**Raw data**

+--

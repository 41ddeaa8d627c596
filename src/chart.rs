//! Chart payload: the JSON document the presentation layer feeds to its
//! charting library.
//!
//! Mirrors the dashboard's panels: headline metrics, flow totals, the
//! period line chart, top-N bar charts for countries, sections and products
//! (by description where one was loaded), and the full region and customs
//! unit breakdowns.

use serde::Serialize;

use crate::aggregation::{top_n, AggregatedView, PeriodPoint, RankedValue, SummaryMetrics};
use crate::error::TradeViewError;
use crate::record::Flow;

pub const DEFAULT_TOP_N: usize = 10;

#[derive(Debug, Serialize)]
pub struct FlowTotal {
    pub flow: Flow,
    pub value_usd: f64,
}

#[derive(Debug, Serialize)]
pub struct ChartPayload<'a> {
    pub metrics: &'a SummaryMetrics,
    pub totals_by_flow: Vec<FlowTotal>,
    pub timeline: &'a [PeriodPoint],
    pub top_countries: &'a [RankedValue],
    pub top_sections: &'a [RankedValue],
    pub top_products: &'a [RankedValue],
    pub regions: &'a [RankedValue],
    pub customs_units: &'a [RankedValue],
}

pub fn chart_payload(view: &AggregatedView, top: usize) -> ChartPayload<'_> {
    ChartPayload {
        metrics: &view.metrics,
        totals_by_flow: view
            .totals_by_flow
            .iter()
            .map(|(flow, value_usd)| FlowTotal {
                flow: *flow,
                value_usd: *value_usd,
            })
            .collect(),
        timeline: &view.series_by_period,
        top_countries: top_n(&view.series_by_country, top),
        top_sections: top_n(&view.series_by_section_label, top),
        top_products: top_n(&view.series_by_product_label, top),
        regions: &view.series_by_region,
        customs_units: &view.series_by_customs_unit,
    }
}

pub fn to_json(view: &AggregatedView, top: usize) -> Result<String, TradeViewError> {
    Ok(serde_json::to_string(&chart_payload(view, top))?)
}

#[cfg(test)]
mod tests {
    use super::*;
    use crate::aggregation::aggregate;
    use crate::record::fixtures::record;
    use serde_json::Value;

    #[test]
    fn payload_serializes_periods_and_flows_as_strings() {
        let view = aggregate(vec![
            record("2023-01-15", Flow::Export, "China", "A", 100.0),
            record("2023-02-10", Flow::Import, "Chile", "B", 50.0),
        ]);
        let json: Value = serde_json::from_str(&to_json(&view, DEFAULT_TOP_N).unwrap()).unwrap();

        assert_eq!(json["timeline"][0]["period"], "2023-01");
        assert_eq!(json["timeline"][0]["flow"], "export");
        assert_eq!(json["totals_by_flow"][0]["flow"], "import");
        assert_eq!(json["metrics"]["record_count"], 2);
        assert_eq!(json["top_countries"][0]["key"], "China");
    }

    #[test]
    fn top_n_limits_bar_series() {
        let records = (0..15)
            .map(|i| record("2023-01-01", Flow::Export, &format!("C{i:02}"), "A", i as f64))
            .collect();
        let view = aggregate(records);
        let payload = chart_payload(&view, 3);
        assert_eq!(payload.top_countries.len(), 3);
        assert_eq!(payload.top_countries[0].key, "C14");
        assert_eq!(payload.top_sections.len(), 1);
    }

    #[test]
    fn bar_charts_use_descriptions() {
        let mut a = record("2023-01-15", Flow::Export, "China", "II", 100.0);
        a.section_description = Some("Vegetable products".into());
        a.product_description = Some("Soya beans".into());
        a.customs_unit = Some("Porto de Santos".into());
        let b = record("2023-02-10", Flow::Export, "Chile", "V", 50.0);
        let json: Value =
            serde_json::from_str(&to_json(&aggregate(vec![a, b]), DEFAULT_TOP_N).unwrap()).unwrap();

        assert_eq!(json["top_sections"][0]["key"], "Vegetable products");
        assert_eq!(json["top_sections"][1]["key"], "V");
        assert_eq!(json["top_products"][0]["key"], "Soya beans");
        assert_eq!(json["customs_units"][0]["key"], "Porto de Santos");
        assert_eq!(json["metrics"]["distinct_customs_units"], 1);
    }

    #[test]
    fn empty_view_serializes() {
        let json = to_json(&AggregatedView::default(), DEFAULT_TOP_N).unwrap();
        let value: Value = serde_json::from_str(&json).unwrap();
        assert_eq!(value["timeline"], Value::Array(vec![]));
    }
}
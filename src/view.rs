use crate::aggregation::{aggregate_with, AggregatedView};
use crate::config::ViewOptions;
use crate::error::TradeViewError;
use crate::export::export_filtered;
use crate::filter::{apply_filters, FilterCriteria, FilterOptions};
use crate::record::{TradeDataset, TradeRecord};

/// Filter-and-aggregate pipeline over a loaded dataset.
///
/// Holds no derived state: each `compute` call recomputes from the
/// dataset, so the presentation layer calls it once per criteria change.
pub struct TradeDataView<'a> {
    dataset: &'a TradeDataset,
    options: ViewOptions,
}

impl<'a> TradeDataView<'a> {
    pub fn new(dataset: &'a TradeDataset, options: ViewOptions) -> Self {
        Self { dataset, options }
    }

    pub fn dataset(&self) -> &TradeDataset {
        self.dataset
    }

    pub fn options(&self) -> FilterOptions {
        FilterOptions::from_dataset(self.dataset)
    }

    pub fn filter(&self, criteria: &FilterCriteria) -> Vec<TradeRecord> {
        apply_filters(self.dataset.records(), criteria)
    }

    pub fn compute(&self, criteria: &FilterCriteria) -> AggregatedView {
        aggregate_with(self.filter(criteria), &self.options)
    }

    pub fn export(&self, criteria: &FilterCriteria) -> Result<Vec<u8>, TradeViewError> {
        export_filtered(&self.filter(criteria))
    }
}
use std::fmt;
use std::str::FromStr;

use chrono::{Datelike, NaiveDate};
use serde::Serialize;

use crate::error::TradeViewError;
use crate::filter::DateRange;
use crate::schema::flow;

/// Direction of trade.
#[derive(Debug, Clone, Copy, PartialEq, Eq, PartialOrd, Ord, Hash, Serialize)]
#[serde(rename_all = "lowercase")]
pub enum Flow {
    Import,
    Export,
}

impl Flow {
    pub fn as_str(&self) -> &'static str {
        match self {
            Flow::Import => flow::IMPORT,
            Flow::Export => flow::EXPORT,
        }
    }
}

impl FromStr for Flow {
    type Err = TradeViewError;

    fn from_str(s: &str) -> Result<Self, Self::Err> {
        let s = s.trim();
        if s.eq_ignore_ascii_case(flow::IMPORT) {
            Ok(Flow::Import)
        } else if s.eq_ignore_ascii_case(flow::EXPORT) {
            Ok(Flow::Export)
        } else {
            Err(TradeViewError::InvalidArgument(format!(
                "Invalid flow: '{}'. Must be '{}' or '{}'",
                s,
                flow::IMPORT,
                flow::EXPORT
            )))
        }
    }
}

impl fmt::Display for Flow {
    fn fmt(&self, f: &mut fmt::Formatter<'_>) -> fmt::Result {
        f.write_str(self.as_str())
    }
}

/// One validated row of the trade dataset.
#[derive(Debug, Clone, PartialEq)]
pub struct TradeRecord {
    pub date: NaiveDate,
    pub flow: Flow,
    pub country: String,
    pub region: Option<String>,
    /// Customs clearance unit (URF)
    pub customs_unit: Option<String>,
    pub product_section: String,
    pub section_description: Option<String>,
    pub product_code: String,
    pub product_description: Option<String>,
    pub value_usd: f64,
    pub weight_kg: Option<f64>,
}

impl TradeRecord {
    pub fn year(&self) -> i32 {
        self.date.year()
    }

    /// Section description, or the section code when none was loaded.
    pub fn section_label(&self) -> &str {
        self.section_description
            .as_deref()
            .unwrap_or(&self.product_section)
    }

    /// Product description, or the product code when none was loaded.
    pub fn product_label(&self) -> &str {
        self.product_description
            .as_deref()
            .unwrap_or(&self.product_code)
    }
}

/// The loaded record set.
///
/// Built once by the loader and never mutated afterwards; callers pass it
/// by reference into filtering and aggregation.
#[derive(Debug, Clone, Default)]
pub struct TradeDataset {
    records: Vec<TradeRecord>,
    span: Option<DateRange>,
}

impl TradeDataset {
    pub fn new(records: Vec<TradeRecord>) -> Self {
        let span = records
            .iter()
            .map(|r| r.date)
            .min()
            .zip(records.iter().map(|r| r.date).max())
            .map(|(start, end)| DateRange::new(start, end));
        Self { records, span }
    }

    pub fn records(&self) -> &[TradeRecord] {
        &self.records
    }

    /// Earliest and latest date present, `None` for an empty dataset.
    pub fn full_range(&self) -> Option<DateRange> {
        self.span
    }

    pub fn len(&self) -> usize {
        self.records.len()
    }

    pub fn is_empty(&self) -> bool {
        self.records.is_empty()
    }
}

#[cfg(test)]
pub(crate) mod fixtures {
    use super::*;

    pub fn date(s: &str) -> NaiveDate {
        NaiveDate::parse_from_str(s, "%Y-%m-%d").unwrap()
    }

    pub fn record(d: &str, flow: Flow, country: &str, section: &str, value: f64) -> TradeRecord {
        TradeRecord {
            date: date(d),
            flow,
            country: country.to_string(),
            region: None,
            customs_unit: None,
            product_section: section.to_string(),
            section_description: None,
            product_code: format!("{section}-000"),
            product_description: None,
            value_usd: value,
            weight_kg: None,
        }
    }
}

#[cfg(test)]
mod tests {
    use super::fixtures::*;
    use super::*;

    #[test]
    fn flow_parses_case_insensitively() {
        assert_eq!(" Export ".parse::<Flow>().unwrap(), Flow::Export);
        assert_eq!("IMPORT".parse::<Flow>().unwrap(), Flow::Import);
        assert!("transit".parse::<Flow>().is_err());
    }

    #[test]
    fn dataset_span_covers_min_and_max_dates() {
        let ds = TradeDataset::new(vec![
            record("2023-03-01", Flow::Export, "China", "A", 1.0),
            record("2022-11-20", Flow::Import, "Chile", "B", 2.0),
            record("2023-01-05", Flow::Import, "Peru", "B", 3.0),
        ]);
        let span = ds.full_range().unwrap();
        assert_eq!(span.start, date("2022-11-20"));
        assert_eq!(span.end, date("2023-03-01"));
        assert_eq!(ds.len(), 3);
    }

    #[test]
    fn labels_prefer_descriptions() {
        let mut r = record("2023-01-01", Flow::Export, "China", "II", 1.0);
        assert_eq!(r.section_label(), "II");
        assert_eq!(r.product_label(), "II-000");

        r.section_description = Some("Vegetable products".into());
        r.product_description = Some("Soya beans".into());
        assert_eq!(r.section_label(), "Vegetable products");
        assert_eq!(r.product_label(), "Soya beans");
    }

    #[test]
    fn empty_dataset_has_no_span() {
        let ds = TradeDataset::default();
        assert!(ds.is_empty());
        assert!(ds.full_range().is_none());
    }
}
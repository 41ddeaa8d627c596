use std::collections::BTreeSet;

use chrono::NaiveDate;
use tracing::debug;

use crate::record::{Flow, TradeDataset, TradeRecord};

/// Inclusive calendar date interval.
#[derive(Debug, Clone, Copy, PartialEq, Eq)]
pub struct DateRange {
    pub start: NaiveDate,
    pub end: NaiveDate,
}

impl DateRange {
    pub fn new(start: NaiveDate, end: NaiveDate) -> Self {
        Self { start, end }
    }

    /// Always false when `start > end`.
    pub fn contains(&self, date: NaiveDate) -> bool {
        self.start <= date && date <= self.end
    }
}

/// User-selected constraints. An empty set means "no constraint" for that
/// dimension; dimensions combine with AND, members of one set with OR.
#[derive(Debug, Clone, Default, PartialEq)]
pub struct FilterCriteria {
    /// `None` selects the full dataset range.
    pub date_range: Option<DateRange>,
    pub years: BTreeSet<i32>,
    pub flows: BTreeSet<Flow>,
    pub countries: BTreeSet<String>,
    pub regions: BTreeSet<String>,
    pub customs_units: BTreeSet<String>,
    pub product_sections: BTreeSet<String>,
}

impl FilterCriteria {
    pub fn new() -> Self {
        Self::default()
    }

    /// Criteria with the date range pinned to the dataset's full span.
    pub fn for_dataset(dataset: &TradeDataset) -> Self {
        Self {
            date_range: dataset.full_range(),
            ..Self::default()
        }
    }

    pub fn with_date_range(mut self, start: NaiveDate, end: NaiveDate) -> Self {
        self.date_range = Some(DateRange::new(start, end));
        self
    }

    pub fn with_years(mut self, years: impl IntoIterator<Item = i32>) -> Self {
        self.years = years.into_iter().collect();
        self
    }

    pub fn with_flows(mut self, flows: impl IntoIterator<Item = Flow>) -> Self {
        self.flows = flows.into_iter().collect();
        self
    }

    pub fn with_countries<S: Into<String>>(
        mut self,
        countries: impl IntoIterator<Item = S>,
    ) -> Self {
        self.countries = countries.into_iter().map(Into::into).collect();
        self
    }

    pub fn with_regions<S: Into<String>>(mut self, regions: impl IntoIterator<Item = S>) -> Self {
        self.regions = regions.into_iter().map(Into::into).collect();
        self
    }

    pub fn with_customs_units<S: Into<String>>(
        mut self,
        units: impl IntoIterator<Item = S>,
    ) -> Self {
        self.customs_units = units.into_iter().map(Into::into).collect();
        self
    }

    pub fn with_product_sections<S: Into<String>>(
        mut self,
        sections: impl IntoIterator<Item = S>,
    ) -> Self {
        self.product_sections = sections.into_iter().map(Into::into).collect();
        self
    }

    /// True when the record passes every dimension.
    pub fn matches(&self, record: &TradeRecord) -> bool {
        if let Some(range) = &self.date_range {
            if !range.contains(record.date) {
                return false;
            }
        }
        if !self.years.is_empty() && !self.years.contains(&record.year()) {
            return false;
        }
        if !self.flows.is_empty() && !self.flows.contains(&record.flow) {
            return false;
        }
        if !self.countries.is_empty() && !self.countries.contains(&record.country) {
            return false;
        }
        if !selects(&self.regions, record.region.as_ref()) {
            return false;
        }
        if !selects(&self.customs_units, record.customs_unit.as_ref()) {
            return false;
        }
        if !self.product_sections.is_empty()
            && !self.product_sections.contains(&record.product_section)
        {
            return false;
        }
        true
    }
}

/// Empty set passes everything; otherwise an absent value never matches.
fn selects(set: &BTreeSet<String>, value: Option<&String>) -> bool {
    set.is_empty() || value.is_some_and(|v| set.contains(v))
}

/// Stable filter: returns the matching records in their input order.
pub fn apply_filters(records: &[TradeRecord], criteria: &FilterCriteria) -> Vec<TradeRecord> {
    let filtered: Vec<TradeRecord> = records
        .iter()
        .filter(|r| criteria.matches(r))
        .cloned()
        .collect();
    debug!(
        input = records.len(),
        output = filtered.len(),
        "applied trade filters"
    );
    filtered
}

// ── Widget options ──────────────────────────────────────────────────────────

/// Sorted distinct values per filterable dimension.
#[derive(Debug, Clone, Default, PartialEq)]
pub struct FilterOptions {
    pub date_range: Option<DateRange>,
    pub years: Vec<i32>,
    pub flows: Vec<Flow>,
    pub countries: Vec<String>,
    pub regions: Vec<String>,
    pub customs_units: Vec<String>,
    pub product_sections: Vec<String>,
}

impl FilterOptions {
    pub fn from_dataset(dataset: &TradeDataset) -> Self {
        Self::from_records(dataset.records())
    }

    pub fn from_records(records: &[TradeRecord]) -> Self {
        let mut years = BTreeSet::new();
        let mut flows = BTreeSet::new();
        let mut countries = BTreeSet::new();
        let mut regions = BTreeSet::new();
        let mut customs_units = BTreeSet::new();
        let mut sections = BTreeSet::new();
        let mut start: Option<NaiveDate> = None;
        let mut end: Option<NaiveDate> = None;

        for r in records {
            years.insert(r.year());
            flows.insert(r.flow);
            countries.insert(r.country.clone());
            if let Some(region) = &r.region {
                regions.insert(region.clone());
            }
            if let Some(unit) = &r.customs_unit {
                customs_units.insert(unit.clone());
            }
            sections.insert(r.product_section.clone());
            start = Some(start.map_or(r.date, |d| d.min(r.date)));
            end = Some(end.map_or(r.date, |d| d.max(r.date)));
        }

        Self {
            date_range: start.zip(end).map(|(s, e)| DateRange::new(s, e)),
            years: years.into_iter().collect(),
            flows: flows.into_iter().collect(),
            countries: countries.into_iter().collect(),
            regions: regions.into_iter().collect(),
            customs_units: customs_units.into_iter().collect(),
            product_sections: sections.into_iter().collect(),
        }
    }

    /// Initial selection: latest year, every flow, nothing else constrained.
    pub fn default_criteria(&self) -> FilterCriteria {
        FilterCriteria {
            date_range: self.date_range,
            years: self.years.last().copied().into_iter().collect(),
            flows: self.flows.iter().copied().collect(),
            ..FilterCriteria::default()
        }
    }
}

#[cfg(test)]
mod tests {
    use super::*;
    use crate::record::fixtures::{date, record};

    fn sample() -> Vec<TradeRecord> {
        let mut rs = vec![
            record("2023-01-15", Flow::Export, "China", "A", 100.0),
            record("2023-02-10", Flow::Import, "Chile", "B", 50.0),
            record("2022-06-30", Flow::Export, "Chile", "A", 75.0),
            record("2023-02-11", Flow::Export, "Peru", "C", 10.0),
        ];
        rs[0].region = Some("SP".into());
        rs[1].region = Some("RJ".into());
        rs[0].customs_unit = Some("Porto de Santos".into());
        rs[2].customs_unit = Some("Porto de Paranagua".into());
        rs[3].customs_unit = Some("Porto de Santos".into());
        rs
    }

    #[test]
    fn flow_filter_keeps_matching_rows() {
        let rs = sample();
        let crit = FilterCriteria::new().with_flows([Flow::Export]);
        let out = apply_filters(&rs[..2], &crit);
        assert_eq!(out, vec![rs[0].clone()]);
    }

    #[test]
    fn empty_criteria_keeps_everything_in_order() {
        let rs = sample();
        assert_eq!(apply_filters(&rs, &FilterCriteria::new()), rs);
    }

    #[test]
    fn dimensions_combine_conjunctively() {
        let rs = sample();
        let crit = FilterCriteria::new()
            .with_flows([Flow::Export])
            .with_countries(["Chile", "Peru"]);
        let out = apply_filters(&rs, &crit);
        assert_eq!(out, vec![rs[2].clone(), rs[3].clone()]);
    }

    #[test]
    fn date_range_is_inclusive() {
        let rs = sample();
        let crit = FilterCriteria::new().with_date_range(date("2023-01-15"), date("2023-02-10"));
        let out = apply_filters(&rs, &crit);
        assert_eq!(out, vec![rs[0].clone(), rs[1].clone()]);
    }

    #[test]
    fn inverted_date_range_yields_nothing() {
        let rs = sample();
        let crit = FilterCriteria::new().with_date_range(date("2023-12-31"), date("2022-01-01"));
        assert!(apply_filters(&rs, &crit).is_empty());
    }

    #[test]
    fn empty_input_yields_empty_output() {
        let crit = FilterCriteria::new().with_flows([Flow::Import]);
        assert!(apply_filters(&[], &crit).is_empty());
    }

    #[test]
    fn region_filter_excludes_rows_without_region() {
        let rs = sample();
        let crit = FilterCriteria::new().with_regions(["SP", "RJ"]);
        let out = apply_filters(&rs, &crit);
        assert_eq!(out.len(), 2);
        assert!(out.iter().all(|r| r.region.is_some()));
    }

    #[test]
    fn customs_unit_filter_excludes_rows_without_unit() {
        let rs = sample();
        let crit = FilterCriteria::new().with_customs_units(["Porto de Santos"]);
        assert_eq!(apply_filters(&rs, &crit), vec![rs[0].clone(), rs[3].clone()]);

        let crit = crit.with_flows([Flow::Export]).with_years([2022]);
        assert!(apply_filters(&rs, &crit).is_empty());
    }

    #[test]
    fn year_filter_selects_calendar_year() {
        let rs = sample();
        let crit = FilterCriteria::new().with_years([2022]);
        assert_eq!(apply_filters(&rs, &crit), vec![rs[2].clone()]);
    }

    #[test]
    fn options_are_sorted_and_distinct() {
        let opts = FilterOptions::from_records(&sample());
        assert_eq!(opts.years, vec![2022, 2023]);
        assert_eq!(opts.flows, vec![Flow::Import, Flow::Export]);
        assert_eq!(opts.countries, vec!["Chile", "China", "Peru"]);
        assert_eq!(opts.regions, vec!["RJ", "SP"]);
        assert_eq!(opts.customs_units, vec!["Porto de Paranagua", "Porto de Santos"]);
        assert_eq!(opts.product_sections, vec!["A", "B", "C"]);
        let range = opts.date_range.unwrap();
        assert_eq!(range.start, date("2022-06-30"));
        assert_eq!(range.end, date("2023-02-11"));
    }

    #[test]
    fn default_criteria_selects_latest_year_and_all_flows() {
        let crit = FilterOptions::from_records(&sample()).default_criteria();
        assert_eq!(crit.years.into_iter().collect::<Vec<_>>(), vec![2023]);
        assert_eq!(crit.flows.len(), 2);
        assert!(crit.countries.is_empty());
        assert!(crit.customs_units.is_empty());
    }
}
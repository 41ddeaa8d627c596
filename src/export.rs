use polars::prelude::*;
use tracing::debug;

use crate::aggregation::{PeriodPoint, RankedValue};
use crate::error::TradeViewError;
use crate::record::TradeRecord;
use crate::schema::{series, trade, ISO_DATE_FORMAT};

/// Records as a DataFrame with the export column order.
///
/// Dates are ISO strings and flows lowercase, so the frame writes out in the
/// same shape the loader reads back.
pub fn to_dataframe(records: &[TradeRecord]) -> Result<DataFrame, TradeViewError> {
    let dates: Vec<String> = records
        .iter()
        .map(|r| r.date.format(ISO_DATE_FORMAT).to_string())
        .collect();
    let dates: Vec<&str> = dates.iter().map(String::as_str).collect();
    let flows: Vec<&str> = records.iter().map(|r| r.flow.as_str()).collect();
    let countries: Vec<&str> = records.iter().map(|r| r.country.as_str()).collect();
    let regions: Vec<Option<&str>> = records.iter().map(|r| r.region.as_deref()).collect();
    let units: Vec<Option<&str>> = records.iter().map(|r| r.customs_unit.as_deref()).collect();
    let sections: Vec<&str> = records.iter().map(|r| r.product_section.as_str()).collect();
    let section_descriptions: Vec<Option<&str>> = records
        .iter()
        .map(|r| r.section_description.as_deref())
        .collect();
    let codes: Vec<&str> = records.iter().map(|r| r.product_code.as_str()).collect();
    let product_descriptions: Vec<Option<&str>> = records
        .iter()
        .map(|r| r.product_description.as_deref())
        .collect();
    let values: Vec<f64> = records.iter().map(|r| r.value_usd).collect();
    let weights: Vec<Option<f64>> = records.iter().map(|r| r.weight_kg).collect();

    let df = df!(
        trade::DATE => dates,
        trade::FLOW => flows,
        trade::COUNTRY => countries,
        trade::REGION => regions,
        trade::CUSTOMS_UNIT => units,
        trade::PRODUCT_SECTION => sections,
        trade::SECTION_DESCRIPTION => section_descriptions,
        trade::PRODUCT_CODE => codes,
        trade::PRODUCT_DESCRIPTION => product_descriptions,
        trade::VALUE_USD => values,
        trade::WEIGHT_KG => weights
    )?;
    Ok(df)
}

/// Comma-separated export with a header row.
pub fn export_filtered(records: &[TradeRecord]) -> Result<Vec<u8>, TradeViewError> {
    let mut df = to_dataframe(records)?;
    let mut buf: Vec<u8> = Vec::new();
    CsvWriter::new(&mut buf)
        .include_header(true)
        .with_separator(b',')
        .finish(&mut df)?;
    debug!(rows = records.len(), bytes = buf.len(), "exported trade records");
    Ok(buf)
}

/// Time series as (period, flow, value_usd) rows.
pub fn period_frame(points: &[PeriodPoint]) -> Result<DataFrame, TradeViewError> {
    let periods: Vec<String> = points.iter().map(|p| p.period.to_string()).collect();
    let periods: Vec<&str> = periods.iter().map(String::as_str).collect();
    let flows: Vec<&str> = points.iter().map(|p| p.flow.as_str()).collect();
    let values: Vec<f64> = points.iter().map(|p| p.value_usd).collect();

    let df = df!(
        series::PERIOD => periods,
        trade::FLOW => flows,
        trade::VALUE_USD => values
    )?;
    Ok(df)
}

/// A ranking as (key_column, value_usd) rows, ranking order kept.
pub fn ranked_frame(
    key_column: &str,
    ranked: &[RankedValue],
) -> Result<DataFrame, TradeViewError> {
    let keys: Vec<&str> = ranked.iter().map(|r| r.key.as_str()).collect();
    let values: Vec<f64> = ranked.iter().map(|r| r.value_usd).collect();

    let df = df!(
        key_column => keys,
        trade::VALUE_USD => values
    )?;
    Ok(df)
}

+--

**Instructions for the task**
Taking the line with "use crate::record::Flow;" as the first and the line with "pub metrics: &'a" as the last, retype that stretch of the data above exactly, with no other lines.

**Finished task**
use crate::record::Flow;

pub const DEFAULT_TOP_N: usize = 10;

#[derive(Debug, Serialize)]
pub struct FlowTotal {
    pub flow: Flow,
    pub value_usd: f64,
}

#[derive(Debug, Serialize)]
pub struct ChartPayload<'a> {
    pub metrics: &'a SummaryMetrics,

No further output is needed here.